- _WORK ORDER_: Below are some records; output exactly the lines from the line with "else if inputs.stargazers" to the line with "fn maturity_component(inputs: &ScoreInputs)", both ends kept, and nothing more.

>>>

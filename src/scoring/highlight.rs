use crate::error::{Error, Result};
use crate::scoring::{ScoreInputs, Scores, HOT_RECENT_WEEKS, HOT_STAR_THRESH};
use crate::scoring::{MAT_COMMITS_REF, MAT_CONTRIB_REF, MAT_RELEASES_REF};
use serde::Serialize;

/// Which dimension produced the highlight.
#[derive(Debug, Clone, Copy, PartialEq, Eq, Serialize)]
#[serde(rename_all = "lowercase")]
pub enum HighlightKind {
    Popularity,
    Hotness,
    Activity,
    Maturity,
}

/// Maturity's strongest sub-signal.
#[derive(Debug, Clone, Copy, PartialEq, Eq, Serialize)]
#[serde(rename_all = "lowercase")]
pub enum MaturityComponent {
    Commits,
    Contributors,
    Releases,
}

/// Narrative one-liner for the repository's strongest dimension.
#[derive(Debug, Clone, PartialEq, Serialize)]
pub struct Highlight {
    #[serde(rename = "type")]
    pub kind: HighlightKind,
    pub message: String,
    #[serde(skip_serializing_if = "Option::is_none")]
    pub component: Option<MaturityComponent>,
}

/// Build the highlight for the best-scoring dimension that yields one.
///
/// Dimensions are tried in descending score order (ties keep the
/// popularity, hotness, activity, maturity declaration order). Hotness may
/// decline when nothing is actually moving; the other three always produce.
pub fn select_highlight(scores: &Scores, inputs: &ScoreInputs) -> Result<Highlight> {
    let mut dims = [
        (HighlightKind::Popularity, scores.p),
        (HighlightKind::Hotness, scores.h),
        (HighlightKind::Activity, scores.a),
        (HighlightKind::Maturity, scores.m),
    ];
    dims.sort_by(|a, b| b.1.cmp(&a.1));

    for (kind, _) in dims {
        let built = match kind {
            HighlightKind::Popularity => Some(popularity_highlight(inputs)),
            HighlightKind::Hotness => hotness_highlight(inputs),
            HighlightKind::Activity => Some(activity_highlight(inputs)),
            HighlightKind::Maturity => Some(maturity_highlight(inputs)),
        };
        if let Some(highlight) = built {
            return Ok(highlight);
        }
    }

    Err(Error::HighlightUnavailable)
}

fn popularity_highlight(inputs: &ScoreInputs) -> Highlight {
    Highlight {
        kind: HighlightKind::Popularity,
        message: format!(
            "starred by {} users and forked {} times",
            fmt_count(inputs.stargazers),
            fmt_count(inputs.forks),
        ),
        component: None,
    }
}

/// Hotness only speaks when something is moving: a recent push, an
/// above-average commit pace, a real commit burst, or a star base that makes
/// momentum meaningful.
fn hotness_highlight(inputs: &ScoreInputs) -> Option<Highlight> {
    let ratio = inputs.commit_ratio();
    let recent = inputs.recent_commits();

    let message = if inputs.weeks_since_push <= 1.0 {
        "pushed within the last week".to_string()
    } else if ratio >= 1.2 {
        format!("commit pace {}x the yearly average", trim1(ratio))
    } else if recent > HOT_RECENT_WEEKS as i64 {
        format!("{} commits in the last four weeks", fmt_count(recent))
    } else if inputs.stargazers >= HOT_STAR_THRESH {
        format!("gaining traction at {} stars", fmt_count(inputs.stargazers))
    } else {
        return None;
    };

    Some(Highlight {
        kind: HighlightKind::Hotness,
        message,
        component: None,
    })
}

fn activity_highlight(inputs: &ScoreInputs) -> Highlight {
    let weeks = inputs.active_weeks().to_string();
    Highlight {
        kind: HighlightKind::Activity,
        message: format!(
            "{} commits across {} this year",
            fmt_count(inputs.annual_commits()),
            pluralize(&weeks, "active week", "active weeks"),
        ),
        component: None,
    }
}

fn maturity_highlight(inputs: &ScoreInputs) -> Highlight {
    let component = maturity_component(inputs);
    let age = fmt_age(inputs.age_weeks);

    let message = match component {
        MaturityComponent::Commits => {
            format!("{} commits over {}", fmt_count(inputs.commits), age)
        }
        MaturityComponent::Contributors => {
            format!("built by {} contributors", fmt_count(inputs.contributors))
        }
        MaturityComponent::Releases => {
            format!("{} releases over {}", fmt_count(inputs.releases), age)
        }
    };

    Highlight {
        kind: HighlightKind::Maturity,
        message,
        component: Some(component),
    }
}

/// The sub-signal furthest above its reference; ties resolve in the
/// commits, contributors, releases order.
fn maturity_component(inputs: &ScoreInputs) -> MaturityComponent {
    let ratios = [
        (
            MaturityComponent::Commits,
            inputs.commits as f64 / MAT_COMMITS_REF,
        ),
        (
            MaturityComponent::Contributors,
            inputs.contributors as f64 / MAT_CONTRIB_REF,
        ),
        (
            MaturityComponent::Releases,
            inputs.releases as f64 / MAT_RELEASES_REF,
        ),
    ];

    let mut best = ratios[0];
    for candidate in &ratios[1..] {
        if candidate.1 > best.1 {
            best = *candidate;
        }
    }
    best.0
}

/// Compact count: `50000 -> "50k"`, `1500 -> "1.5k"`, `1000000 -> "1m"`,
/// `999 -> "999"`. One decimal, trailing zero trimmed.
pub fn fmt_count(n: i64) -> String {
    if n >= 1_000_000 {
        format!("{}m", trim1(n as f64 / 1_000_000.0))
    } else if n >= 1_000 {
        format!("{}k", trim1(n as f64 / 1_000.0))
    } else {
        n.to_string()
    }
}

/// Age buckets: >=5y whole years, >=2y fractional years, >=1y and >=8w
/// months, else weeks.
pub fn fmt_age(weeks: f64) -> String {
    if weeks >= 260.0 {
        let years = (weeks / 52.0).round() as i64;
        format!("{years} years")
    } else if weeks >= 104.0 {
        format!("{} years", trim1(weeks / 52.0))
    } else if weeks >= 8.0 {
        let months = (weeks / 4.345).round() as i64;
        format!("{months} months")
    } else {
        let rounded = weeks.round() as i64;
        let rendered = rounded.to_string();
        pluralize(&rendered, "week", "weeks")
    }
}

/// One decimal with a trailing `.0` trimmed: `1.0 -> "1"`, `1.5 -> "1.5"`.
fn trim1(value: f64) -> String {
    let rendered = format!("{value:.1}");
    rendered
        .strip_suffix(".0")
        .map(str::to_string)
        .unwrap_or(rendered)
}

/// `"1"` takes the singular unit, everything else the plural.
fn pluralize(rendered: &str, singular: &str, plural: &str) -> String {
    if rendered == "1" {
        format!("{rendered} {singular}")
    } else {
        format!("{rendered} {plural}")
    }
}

<<<
>>>

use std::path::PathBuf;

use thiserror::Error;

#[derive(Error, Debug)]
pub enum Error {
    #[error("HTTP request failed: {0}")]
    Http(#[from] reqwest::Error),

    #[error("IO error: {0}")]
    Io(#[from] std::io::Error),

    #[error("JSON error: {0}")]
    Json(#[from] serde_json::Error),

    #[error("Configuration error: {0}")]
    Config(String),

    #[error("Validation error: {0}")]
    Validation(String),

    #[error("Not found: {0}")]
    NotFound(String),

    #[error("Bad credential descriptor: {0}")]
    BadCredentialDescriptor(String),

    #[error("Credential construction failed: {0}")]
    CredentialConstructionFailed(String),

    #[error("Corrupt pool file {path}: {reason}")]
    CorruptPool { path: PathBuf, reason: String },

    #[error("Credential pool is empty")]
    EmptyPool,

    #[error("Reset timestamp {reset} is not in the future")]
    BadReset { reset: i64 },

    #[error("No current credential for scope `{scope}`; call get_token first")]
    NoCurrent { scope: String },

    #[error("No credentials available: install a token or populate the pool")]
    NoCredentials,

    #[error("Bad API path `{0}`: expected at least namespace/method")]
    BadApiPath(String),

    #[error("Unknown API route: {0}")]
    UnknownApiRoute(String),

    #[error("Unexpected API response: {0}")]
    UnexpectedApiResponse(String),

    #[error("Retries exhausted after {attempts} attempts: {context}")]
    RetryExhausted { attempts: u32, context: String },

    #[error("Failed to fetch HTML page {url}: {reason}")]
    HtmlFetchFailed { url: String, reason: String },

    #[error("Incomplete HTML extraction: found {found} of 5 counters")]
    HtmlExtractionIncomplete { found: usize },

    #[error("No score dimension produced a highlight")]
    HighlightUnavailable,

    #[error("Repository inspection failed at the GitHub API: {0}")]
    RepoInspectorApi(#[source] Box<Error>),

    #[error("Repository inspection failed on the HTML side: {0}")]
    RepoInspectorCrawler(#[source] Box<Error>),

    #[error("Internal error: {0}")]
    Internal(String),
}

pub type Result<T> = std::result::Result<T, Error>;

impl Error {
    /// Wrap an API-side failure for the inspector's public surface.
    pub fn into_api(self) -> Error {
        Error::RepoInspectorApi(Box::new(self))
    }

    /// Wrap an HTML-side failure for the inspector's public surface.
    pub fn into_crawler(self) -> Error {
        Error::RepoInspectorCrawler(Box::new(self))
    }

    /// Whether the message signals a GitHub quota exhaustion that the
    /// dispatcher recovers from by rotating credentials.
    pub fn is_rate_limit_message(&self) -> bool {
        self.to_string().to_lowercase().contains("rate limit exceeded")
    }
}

<<<

- _SOLUTION_:
    } else if inputs.stargazers >= HOT_STAR_THRESH {
        format!("gaining traction at {} stars", fmt_count(inputs.stargazers))
    } else {
        return None;
    };

    Some(Highlight {
        kind: HighlightKind::Hotness,
        message,
        component: None,
    })
}

fn activity_highlight(inputs: &ScoreInputs) -> Highlight {
    let weeks = inputs.active_weeks().to_string();
    Highlight {
        kind: HighlightKind::Activity,
        message: format!(
            "{} commits across {} this year",
            fmt_count(inputs.annual_commits()),
            pluralize(&weeks, "active week", "active weeks"),
        ),
        component: None,
    }
}

fn maturity_highlight(inputs: &ScoreInputs) -> Highlight {
    let component = maturity_component(inputs);
    let age = fmt_age(inputs.age_weeks);

    let message = match component {
        MaturityComponent::Commits => {
            format!("{} commits over {}", fmt_count(inputs.commits), age)
        }
        MaturityComponent::Contributors => {
            format!("built by {} contributors", fmt_count(inputs.contributors))
        }
        MaturityComponent::Releases => {
            format!("{} releases over {}", fmt_count(inputs.releases), age)
        }
    };

    Highlight {
        kind: HighlightKind::Maturity,
        message,
        component: Some(component),
    }
}

/// The sub-signal furthest above its reference; ties resolve in the
/// commits, contributors, releases order.
fn maturity_component(inputs: &ScoreInputs) -> MaturityComponent {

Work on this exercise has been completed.